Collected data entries
******

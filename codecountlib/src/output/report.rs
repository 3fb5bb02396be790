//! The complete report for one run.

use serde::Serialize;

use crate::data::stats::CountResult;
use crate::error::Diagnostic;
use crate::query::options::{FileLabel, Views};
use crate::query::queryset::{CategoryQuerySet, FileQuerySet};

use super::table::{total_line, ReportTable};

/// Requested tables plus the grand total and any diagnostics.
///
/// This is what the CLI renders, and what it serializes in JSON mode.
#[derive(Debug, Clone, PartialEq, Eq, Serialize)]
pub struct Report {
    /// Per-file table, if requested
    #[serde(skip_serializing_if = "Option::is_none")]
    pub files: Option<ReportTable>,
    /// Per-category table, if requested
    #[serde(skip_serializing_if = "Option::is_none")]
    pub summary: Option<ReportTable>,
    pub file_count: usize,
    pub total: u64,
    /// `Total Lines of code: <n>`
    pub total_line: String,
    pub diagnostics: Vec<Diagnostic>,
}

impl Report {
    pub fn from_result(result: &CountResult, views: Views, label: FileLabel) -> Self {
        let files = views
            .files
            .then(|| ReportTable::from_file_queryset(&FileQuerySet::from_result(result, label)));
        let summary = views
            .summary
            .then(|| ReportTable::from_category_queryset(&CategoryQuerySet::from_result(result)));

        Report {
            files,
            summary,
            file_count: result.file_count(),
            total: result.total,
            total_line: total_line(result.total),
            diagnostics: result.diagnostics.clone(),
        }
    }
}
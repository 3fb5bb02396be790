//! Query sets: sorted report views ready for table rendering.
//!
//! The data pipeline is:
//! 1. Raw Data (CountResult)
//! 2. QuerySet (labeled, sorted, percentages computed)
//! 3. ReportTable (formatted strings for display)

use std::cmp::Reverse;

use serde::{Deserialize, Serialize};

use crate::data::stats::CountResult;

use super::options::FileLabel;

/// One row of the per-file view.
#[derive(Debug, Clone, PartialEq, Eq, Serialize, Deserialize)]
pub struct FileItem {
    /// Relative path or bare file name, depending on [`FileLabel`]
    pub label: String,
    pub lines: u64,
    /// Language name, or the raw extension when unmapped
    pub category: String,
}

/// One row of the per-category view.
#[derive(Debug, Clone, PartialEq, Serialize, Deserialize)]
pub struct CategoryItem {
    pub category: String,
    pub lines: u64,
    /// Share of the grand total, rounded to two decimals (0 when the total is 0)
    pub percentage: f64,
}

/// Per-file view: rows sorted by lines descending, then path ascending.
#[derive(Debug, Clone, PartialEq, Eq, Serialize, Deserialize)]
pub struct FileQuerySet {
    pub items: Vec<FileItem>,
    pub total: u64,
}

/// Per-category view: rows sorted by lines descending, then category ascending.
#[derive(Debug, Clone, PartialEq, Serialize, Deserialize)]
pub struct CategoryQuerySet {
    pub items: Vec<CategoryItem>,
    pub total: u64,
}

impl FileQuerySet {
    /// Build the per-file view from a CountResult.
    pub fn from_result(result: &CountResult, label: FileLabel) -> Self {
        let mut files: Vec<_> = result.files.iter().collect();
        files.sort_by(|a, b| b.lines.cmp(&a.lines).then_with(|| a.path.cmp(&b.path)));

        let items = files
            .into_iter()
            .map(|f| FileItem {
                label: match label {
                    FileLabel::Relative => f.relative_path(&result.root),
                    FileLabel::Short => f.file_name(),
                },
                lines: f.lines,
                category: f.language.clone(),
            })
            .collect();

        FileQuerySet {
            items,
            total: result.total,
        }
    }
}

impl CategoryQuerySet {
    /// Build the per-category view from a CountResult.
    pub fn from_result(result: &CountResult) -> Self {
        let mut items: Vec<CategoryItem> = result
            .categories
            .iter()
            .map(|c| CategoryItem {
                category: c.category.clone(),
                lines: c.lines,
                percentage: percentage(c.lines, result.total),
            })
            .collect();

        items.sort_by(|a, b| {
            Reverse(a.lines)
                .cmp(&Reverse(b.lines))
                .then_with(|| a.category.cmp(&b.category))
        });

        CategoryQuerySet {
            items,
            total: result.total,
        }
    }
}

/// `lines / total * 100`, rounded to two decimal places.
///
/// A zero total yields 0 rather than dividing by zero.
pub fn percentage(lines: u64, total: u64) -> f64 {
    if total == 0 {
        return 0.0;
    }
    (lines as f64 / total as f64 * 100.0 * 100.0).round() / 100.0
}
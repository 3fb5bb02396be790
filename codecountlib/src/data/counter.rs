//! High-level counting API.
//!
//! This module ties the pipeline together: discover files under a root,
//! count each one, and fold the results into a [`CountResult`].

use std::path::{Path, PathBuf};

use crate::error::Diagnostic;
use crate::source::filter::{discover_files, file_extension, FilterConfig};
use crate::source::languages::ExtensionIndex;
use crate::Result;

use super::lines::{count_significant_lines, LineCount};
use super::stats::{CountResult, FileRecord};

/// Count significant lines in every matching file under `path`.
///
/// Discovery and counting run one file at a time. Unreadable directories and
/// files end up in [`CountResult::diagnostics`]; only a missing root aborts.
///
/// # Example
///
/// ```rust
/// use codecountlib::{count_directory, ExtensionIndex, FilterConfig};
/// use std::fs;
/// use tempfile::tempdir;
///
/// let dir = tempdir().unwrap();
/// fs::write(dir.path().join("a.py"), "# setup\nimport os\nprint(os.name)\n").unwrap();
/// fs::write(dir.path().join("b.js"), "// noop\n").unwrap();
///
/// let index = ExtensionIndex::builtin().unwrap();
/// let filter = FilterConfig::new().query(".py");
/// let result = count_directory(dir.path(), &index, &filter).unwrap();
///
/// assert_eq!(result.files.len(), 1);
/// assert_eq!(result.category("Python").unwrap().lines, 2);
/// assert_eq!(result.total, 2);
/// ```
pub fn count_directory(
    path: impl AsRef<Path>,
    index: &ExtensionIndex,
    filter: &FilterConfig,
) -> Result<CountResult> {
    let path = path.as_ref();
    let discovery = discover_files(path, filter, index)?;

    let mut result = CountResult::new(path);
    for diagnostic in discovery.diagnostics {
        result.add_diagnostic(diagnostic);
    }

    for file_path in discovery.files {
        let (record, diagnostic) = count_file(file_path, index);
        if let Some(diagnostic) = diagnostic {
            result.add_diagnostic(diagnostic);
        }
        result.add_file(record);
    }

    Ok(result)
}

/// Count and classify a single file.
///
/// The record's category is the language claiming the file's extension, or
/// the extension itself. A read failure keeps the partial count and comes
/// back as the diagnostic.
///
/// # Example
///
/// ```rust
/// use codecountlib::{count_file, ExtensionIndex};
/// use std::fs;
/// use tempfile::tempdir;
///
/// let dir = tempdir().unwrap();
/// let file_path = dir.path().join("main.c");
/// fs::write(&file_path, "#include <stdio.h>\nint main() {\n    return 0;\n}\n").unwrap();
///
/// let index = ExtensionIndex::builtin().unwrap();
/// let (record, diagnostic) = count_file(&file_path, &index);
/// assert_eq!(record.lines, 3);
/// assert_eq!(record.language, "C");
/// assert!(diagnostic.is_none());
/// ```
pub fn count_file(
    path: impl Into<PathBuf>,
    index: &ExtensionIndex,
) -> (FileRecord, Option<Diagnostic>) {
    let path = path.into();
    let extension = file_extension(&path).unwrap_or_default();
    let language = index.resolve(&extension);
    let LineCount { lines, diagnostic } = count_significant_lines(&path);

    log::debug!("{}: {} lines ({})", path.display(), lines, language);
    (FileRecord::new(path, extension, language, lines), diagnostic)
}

******

Could you write out all of the entries precisely as they stand?

filename codecountlib/src/output/report.rs
repository 3fb5bb02396be790
//! The complete report for one run.

use serde::Serialize;

use crate::data::stats::CountResult;
use crate::error::Diagnostic;
use crate::query::options::{FileLabel, Views};
use crate::query::queryset::{CategoryQuerySet, FileQuerySet};

use super::table::{total_line, ReportTable};

/// Requested tables plus the grand total and any diagnostics.
///
/// This is what the CLI renders, and what it serializes in JSON mode.
#[derive(Debug, Clone, PartialEq, Eq, Serialize)]
pub struct Report {
    /// Per-file table, if requested
    #[serde(skip_serializing_if = "Option::is_none")]
    pub files: Option<ReportTable>,
    /// Per-category table, if requested
    #[serde(skip_serializing_if = "Option::is_none")]
    pub summary: Option<ReportTable>,
    pub file_count: usize,
    pub total: u64,
    /// `Total Lines of code: <n>`
    pub total_line: String,
    pub diagnostics: Vec<Diagnostic>,
}

impl Report {
    pub fn from_result(result: &CountResult, views: Views, label: FileLabel) -> Self {
        let files = views
            .files
            .then(|| ReportTable::from_file_queryset(&FileQuerySet::from_result(result, label)));
        let summary = views
            .summary
            .then(|| ReportTable::from_category_queryset(&CategoryQuerySet::from_result(result)));

        Report {
            files,
            summary,
            file_count: result.file_count(),
            total: result.total,
            total_line: total_line(result.total),
            diagnostics: result.diagnostics.clone(),
        }
    }
}
repository 3fb5bb02396be790
//! Query sets: sorted report views ready for table rendering.
//!
//! The data pipeline is:
//! 1. Raw Data (CountResult)
//! 2. QuerySet (labeled, sorted, percentages computed)
//! 3. ReportTable (formatted strings for display)

use std::cmp::Reverse;

use serde::{Deserialize, Serialize};

use crate::data::stats::CountResult;

use super::options::FileLabel;

/// One row of the per-file view.
#[derive(Debug, Clone, PartialEq, Eq, Serialize, Deserialize)]
pub struct FileItem {
    /// Relative path or bare file name, depending on [`FileLabel`]
    pub label: String,
    pub lines: u64,
    /// Language name, or the raw extension when unmapped
    pub category: String,
}

/// One row of the per-category view.
#[derive(Debug, Clone, PartialEq, Serialize, Deserialize)]
pub struct CategoryItem {
    pub category: String,
    pub lines: u64,
    /// Share of the grand total, rounded to two decimals (0 when the total is 0)
    pub percentage: f64,
}

/// Per-file view: rows sorted by lines descending, then path ascending.
#[derive(Debug, Clone, PartialEq, Eq, Serialize, Deserialize)]
pub struct FileQuerySet {
    pub items: Vec<FileItem>,
    pub total: u64,
}

/// Per-category view: rows sorted by lines descending, then category ascending.
#[derive(Debug, Clone, PartialEq, Serialize, Deserialize)]
pub struct CategoryQuerySet {
    pub items: Vec<CategoryItem>,
    pub total: u64,
}

impl FileQuerySet {
    /// Build the per-file view from a CountResult.
    pub fn from_result(result: &CountResult, label: FileLabel) -> Self {
        let mut files: Vec<_> = result.files.iter().collect();
        files.sort_by(|a, b| b.lines.cmp(&a.lines).then_with(|| a.path.cmp(&b.path)));

        let items = files
            .into_iter()
            .map(|f| FileItem {
                label: match label {
                    FileLabel::Relative => f.relative_path(&result.root),
                    FileLabel::Short => f.file_name(),
                },
                lines: f.lines,
                category: f.language.clone(),
            })
            .collect();

        FileQuerySet {
            items,
            total: result.total,
        }
    }
}

impl CategoryQuerySet {
    /// Build the per-category view from a CountResult.
    pub fn from_result(result: &CountResult) -> Self {
        let mut items: Vec<CategoryItem> = result
            .categories
            .iter()
            .map(|c| CategoryItem {
                category: c.category.clone(),
                lines: c.lines,
                percentage: percentage(c.lines, result.total),
            })
            .collect();

        items.sort_by(|a, b| {
            Reverse(a.lines)
                .cmp(&Reverse(b.lines))
                .then_with(|| a.category.cmp(&b.category))
        });

        CategoryQuerySet {
            items,
            total: result.total,
        }
    }
}

/// `lines / total * 100`, rounded to two decimal places.
///
/// A zero total yields 0 rather than dividing by zero.
pub fn percentage(lines: u64, total: u64) -> f64 {
    if total == 0 {
        return 0.0;
    }
    (lines as f64 / total as f64 * 100.0 * 100.0).round() / 100.0
}
repository 3fb5bb02396be790
filename codecountlib/src/data/counter.rs
//! High-level counting API.
//!
//! This module ties the pipeline together: discover files under a root,
//! count each one, and fold the results into a [`CountResult`].

use std::path::{Path, PathBuf};

use crate::error::Diagnostic;
use crate::source::filter::{discover_files, file_extension, FilterConfig};
use crate::source::languages::ExtensionIndex;
use crate::Result;

use super::lines::{count_significant_lines, LineCount};
use super::stats::{CountResult, FileRecord};

/// Count significant lines in every matching file under `path`.
///
/// Discovery and counting run one file at a time. Unreadable directories and
/// files end up in [`CountResult::diagnostics`]; only a missing root aborts.
///
/// # Example
///
/// ```rust
/// use codecountlib::{count_directory, ExtensionIndex, FilterConfig};
/// use std::fs;
/// use tempfile::tempdir;
///
/// let dir = tempdir().unwrap();
/// fs::write(dir.path().join("a.py"), "# setup\nimport os\nprint(os.name)\n").unwrap();
/// fs::write(dir.path().join("b.js"), "// noop\n").unwrap();
///
/// let index = ExtensionIndex::builtin().unwrap();
/// let filter = FilterConfig::new().query(".py");
/// let result = count_directory(dir.path(), &index, &filter).unwrap();
///
/// assert_eq!(result.files.len(), 1);
/// assert_eq!(result.category("Python").unwrap().lines, 2);
/// assert_eq!(result.total, 2);
/// ```
pub fn count_directory(
    path: impl AsRef<Path>,
    index: &ExtensionIndex,
    filter: &FilterConfig,
) -> Result<CountResult> {
    let path = path.as_ref();
    let discovery = discover_files(path, filter, index)?;

    let mut result = CountResult::new(path);
    for diagnostic in discovery.diagnostics {
        result.add_diagnostic(diagnostic);
    }

    for file_path in discovery.files {
        let (record, diagnostic) = count_file(file_path, index);
        if let Some(diagnostic) = diagnostic {
            result.add_diagnostic(diagnostic);
        }
        result.add_file(record);
    }

    Ok(result)
}

/// Count and classify a single file.
///
/// The record's category is the language claiming the file's extension, or
/// the extension itself. A read failure keeps the partial count and comes
/// back as the diagnostic.
///
/// # Example
///
/// ```rust
/// use codecountlib::{count_file, ExtensionIndex};
/// use std::fs;
/// use tempfile::tempdir;
///
/// let dir = tempdir().unwrap();
/// let file_path = dir.path().join("main.c");
/// fs::write(&file_path, "#include <stdio.h>\nint main() {\n    return 0;\n}\n").unwrap();
///
/// let index = ExtensionIndex::builtin().unwrap();
/// let (record, diagnostic) = count_file(&file_path, &index);
/// assert_eq!(record.lines, 3);
/// assert_eq!(record.language, "C");
/// assert!(diagnostic.is_none());
/// ```
pub fn count_file(
    path: impl Into<PathBuf>,
    index: &ExtensionIndex,
) -> (FileRecord, Option<Diagnostic>) {
    let path = path.into();
    let extension = file_extension(&path).unwrap_or_default();
    let language = index.resolve(&extension);
    let LineCount { lines, diagnostic } = count_significant_lines(&path);

    log::debug!("{}: {} lines ({})", path.display(), lines, language);
    (FileRecord::new(path, extension, language, lines), diagnostic)
}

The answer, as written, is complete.